Lempert has been mayor since the 2013 consolidation of Princeton Borough and Princeton Township. Previous to that, she served for four years as a member of the Township Committee. She began her career as a journalist, but segued into politics after working on the presidential campaign of Barack Obama. Politics is in her blood — her mother was mayor of San Mateo, California, and one of her brothers was also an elected official.
“My mother was a help to me, especially in the beginning of my first term,” she said. ”Also, she was on the school board when I was growing up. So I helped her with her campaigns. I remember that when she was on the school board, she had to do one of the absolute worst things for any elected official, which was close one of the elementary schools. I knew how hard that was for her. We have really different personalities, and I never thought of myself as an elected official. But I guess I absorbed it without realizing it.”
With her younger daughter off to college in the fall, Lempert and her husband, Princeton professor Ken Norman, will be empty nesters. “It will be a new chapter for me in a lot of respects,” she said. In the meantime, she has a full plate.
“I feel extremely fortunate to have been mayor at such a time of momentous change for Princeton,” she said. “It started with consolidation, but there have been other challenges we faced over the past several years. There is the big issue of how we plan for and manage our growth. How do we prepare for climate change? How do we make sure we’re being good global citizens, reducing emissions? And how do we retain what is unique and special about Princeton as we change and modernize?”

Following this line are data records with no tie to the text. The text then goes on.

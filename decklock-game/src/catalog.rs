//! Static deck catalog: card definitions, trap codes, and load-time validation.
use serde::{Deserialize, Serialize};
use smallvec::SmallVec;
use std::collections::{HashMap, HashSet};
use thiserror::Error;

use crate::constants::DEFAULT_SESSION_SECONDS;

/// Short id lists stored inline without additional allocations.
pub type IdList = SmallVec<[String; 4]>;

/// Puzzle payload carried only by machine cards.
#[derive(Debug, Clone, PartialEq, Eq, Serialize, Deserialize)]
pub struct MachineSpec {
    /// Text shown next to the code entry field.
    pub prompt: String,
    /// Expected code; matched case-insensitively after trimming.
    pub code: String,
    /// Card ids granted on success, in grant order.
    pub rewards: IdList,
    /// Card ids marked completed on success. Defaults to the machine itself.
    #[serde(default)]
    pub completes: Option<IdList>,
    pub success_message: String,
    /// Disclosed after repeated wrong answers.
    #[serde(default)]
    pub hint: Option<String>,
}

/// What a card is. Only `Machine` cards can accept a code submission.
#[derive(Debug, Clone, PartialEq, Eq, Serialize, Deserialize)]
#[serde(tag = "kind", rename_all = "snake_case")]
pub enum CardKind {
    Info,
    Clue,
    Tool,
    Machine(MachineSpec),
    Win,
}

impl CardKind {
    /// Short label used in displays and reports.
    #[must_use]
    pub const fn label(&self) -> &'static str {
        match self {
            Self::Info => "info",
            Self::Clue => "clue",
            Self::Tool => "tool",
            Self::Machine(_) => "machine",
            Self::Win => "win",
        }
    }
}

/// A single card definition. Immutable once the catalog is loaded.
#[derive(Debug, Clone, PartialEq, Eq, Serialize, Deserialize)]
pub struct Card {
    pub id: String,
    pub name: String,
    /// Narrative payload shown once the card is flipped face up.
    #[serde(default)]
    pub text: Option<String>,
    /// Prerequisite ids; owning any one of them makes this card takeable.
    #[serde(default)]
    pub requires: Vec<String>,
    #[serde(flatten)]
    pub kind: CardKind,
}

impl Card {
    /// The machine payload, if this card carries a puzzle.
    #[must_use]
    pub const fn machine(&self) -> Option<&MachineSpec> {
        match &self.kind {
            CardKind::Machine(spec) => Some(spec),
            _ => None,
        }
    }

    #[must_use]
    pub const fn is_machine(&self) -> bool {
        matches!(self.kind, CardKind::Machine(_))
    }

    #[must_use]
    pub const fn is_win(&self) -> bool {
        matches!(self.kind, CardKind::Win)
    }
}

/// A known trap code and its time cost.
#[derive(Debug, Clone, PartialEq, Eq, Serialize, Deserialize)]
pub struct TrapEntry {
    pub minutes: u32,
    pub message: String,
}

/// On-disk deck layout. Converted into a [`Catalog`] after validation.
#[derive(Debug, Clone, Default, Serialize, Deserialize)]
struct DeckFile {
    #[serde(default = "DeckFile::default_starting_seconds")]
    starting_seconds: u32,
    #[serde(default)]
    starting_cards: Vec<String>,
    #[serde(default)]
    cards: Vec<Card>,
    #[serde(default)]
    traps: HashMap<String, TrapEntry>,
}

impl DeckFile {
    const fn default_starting_seconds() -> u32 {
        DEFAULT_SESSION_SECONDS
    }
}

/// Fatal configuration errors detected while loading a deck.
///
/// Any of these aborts startup; gameplay errors are never represented here.
#[derive(Debug, Error)]
pub enum CatalogError {
    #[error("deck JSON is invalid: {0}")]
    Parse(#[from] serde_json::Error),
    #[error("duplicate card id `{id}`")]
    DuplicateId { id: String },
    #[error("card `{card}`: {field} references unknown card `{target}`")]
    DanglingReference {
        card: String,
        field: &'static str,
        target: String,
    },
    #[error("machine card `{card}` has an empty expected code")]
    EmptyCode { card: String },
    #[error("machine card `{card}` grants no rewards")]
    NoRewards { card: String },
    #[error("starting hand references unknown card `{target}`")]
    UnknownStartingCard { target: String },
    #[error("starting hand lists card `{id}` twice")]
    DuplicateStartingCard { id: String },
    #[error("deck has a zero-length clock")]
    ZeroClock,
}

/// Validated, read-only deck catalog shared by every session.
#[derive(Debug, Clone, PartialEq)]
pub struct Catalog {
    cards: Vec<Card>,
    index: HashMap<String, usize>,
    traps: HashMap<String, TrapEntry>,
    starting_cards: Vec<String>,
    starting_seconds: u32,
}

impl Catalog {
    /// Parse and validate a deck from JSON.
    ///
    /// # Errors
    ///
    /// Returns a [`CatalogError`] if the JSON cannot be parsed or any
    /// cross-reference in the deck is dangling.
    pub fn from_json(json: &str) -> Result<Self, CatalogError> {
        let file: DeckFile = serde_json::from_str(json)?;
        Self::from_deck_file(file)
    }

    /// The embedded standard deck (the professor's study).
    ///
    /// # Errors
    ///
    /// Returns a [`CatalogError`] if the embedded asset fails validation,
    /// which indicates a packaging defect.
    pub fn standard() -> Result<Self, CatalogError> {
        Self::from_json(include_str!("../assets/standard_deck.json"))
    }

    /// An empty catalog (useful for tests).
    #[must_use]
    pub fn empty() -> Self {
        Self {
            cards: Vec::new(),
            index: HashMap::new(),
            traps: HashMap::new(),
            starting_cards: Vec::new(),
            starting_seconds: DEFAULT_SESSION_SECONDS,
        }
    }

    fn from_deck_file(file: DeckFile) -> Result<Self, CatalogError> {
        let mut index = HashMap::with_capacity(file.cards.len());
        for (pos, card) in file.cards.iter().enumerate() {
            if index.insert(card.id.clone(), pos).is_some() {
                return Err(CatalogError::DuplicateId {
                    id: card.id.clone(),
                });
            }
        }

        let catalog = Self {
            cards: file.cards,
            index,
            traps: file.traps,
            starting_cards: file.starting_cards,
            starting_seconds: file.starting_seconds,
        };
        catalog.validate()?;
        Ok(catalog)
    }

    /// Check every cross-reference in the deck. Called once at load time.
    fn validate(&self) -> Result<(), CatalogError> {
        if self.starting_seconds == 0 {
            return Err(CatalogError::ZeroClock);
        }
        for card in &self.cards {
            for target in &card.requires {
                self.check_reference(card, "requires", target)?;
            }
            if let Some(spec) = card.machine() {
                if spec.code.trim().is_empty() {
                    return Err(CatalogError::EmptyCode {
                        card: card.id.clone(),
                    });
                }
                if spec.rewards.is_empty() {
                    return Err(CatalogError::NoRewards {
                        card: card.id.clone(),
                    });
                }
                for target in &spec.rewards {
                    self.check_reference(card, "rewards", target)?;
                }
                for target in spec.completes.iter().flatten() {
                    self.check_reference(card, "completes", target)?;
                }
            }
        }
        let mut seen = HashSet::new();
        for id in &self.starting_cards {
            if !self.contains(id) {
                return Err(CatalogError::UnknownStartingCard { target: id.clone() });
            }
            if !seen.insert(id.as_str()) {
                return Err(CatalogError::DuplicateStartingCard { id: id.clone() });
            }
        }
        Ok(())
    }

    fn check_reference(
        &self,
        card: &Card,
        field: &'static str,
        target: &str,
    ) -> Result<(), CatalogError> {
        if self.contains(target) {
            Ok(())
        } else {
            Err(CatalogError::DanglingReference {
                card: card.id.clone(),
                field,
                target: target.to_string(),
            })
        }
    }

    /// Look up a card definition by id.
    #[must_use]
    pub fn lookup(&self, id: &str) -> Option<&Card> {
        self.index.get(id).map(|pos| &self.cards[*pos])
    }

    /// Look up a trap entry by the exact submitted code.
    #[must_use]
    pub fn trap(&self, code: &str) -> Option<&TrapEntry> {
        self.traps.get(code)
    }

    /// Whether `id` names a card in this deck.
    #[must_use]
    pub fn contains(&self, id: &str) -> bool {
        self.index.contains_key(id)
    }

    /// All card ids, in deck order.
    pub fn card_ids(&self) -> impl Iterator<Item = &str> {
        self.cards.iter().map(|card| card.id.as_str())
    }

    /// All card definitions, in deck order.
    pub fn cards(&self) -> impl Iterator<Item = &Card> {
        self.cards.iter()
    }

    /// Ids seeded into a fresh session's inventory.
    #[must_use]
    pub fn starting_cards(&self) -> &[String] {
        &self.starting_cards
    }

    /// Seconds on the clock when a session starts.
    #[must_use]
    pub const fn starting_seconds(&self) -> u32 {
        self.starting_seconds
    }
}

Lempert has been impressed by the interest students have shown in local politics. “I do feel, in a lot of ways, that this is the golden age of local government,” she said. “I see it in the interest by a lot of Princeton University students wanting to get involved at the local level. I think there is a frustrating amount of gridlock at the national level, and often at the state level. It’s not like the big issues go away, but when working at the local level you can really see the impact of your work. And because we’re part of some national networks that have been set up, even on issues that feel so much larger than Princeton, by working in conjunction with other communities you feel like you’re part of a larger effort.”
Between now and next January, there is a lot to do. “As a former reporter, I feel like part of my personality is that I’m deadline-driven,” Lempert said. “Knowing I have a year left is energizing. I want to make sure we are able to cross out a lot of the big items we’ve been talking about and need to get done.”
In her address to Council, Lempert outlined the municipality’s achievements during the past year. She also referenced setbacks; specifically the illegal dumping scheme that was uncovered at the River Road site. The scandal has led to a remediation plan and “internal supervision and reporting procedures to ensure that nothing like this ever happens again,” she said.
Despite that situation, Lempert is focused on the positive. “I feel so lucky that my kids have had the privilege of growing up in Princeton,” she said. “I’m not somebody born and raised here, and I’ve had the opportunity to live in a bunch of other places. There is something really special about Princeton, and it is unique.”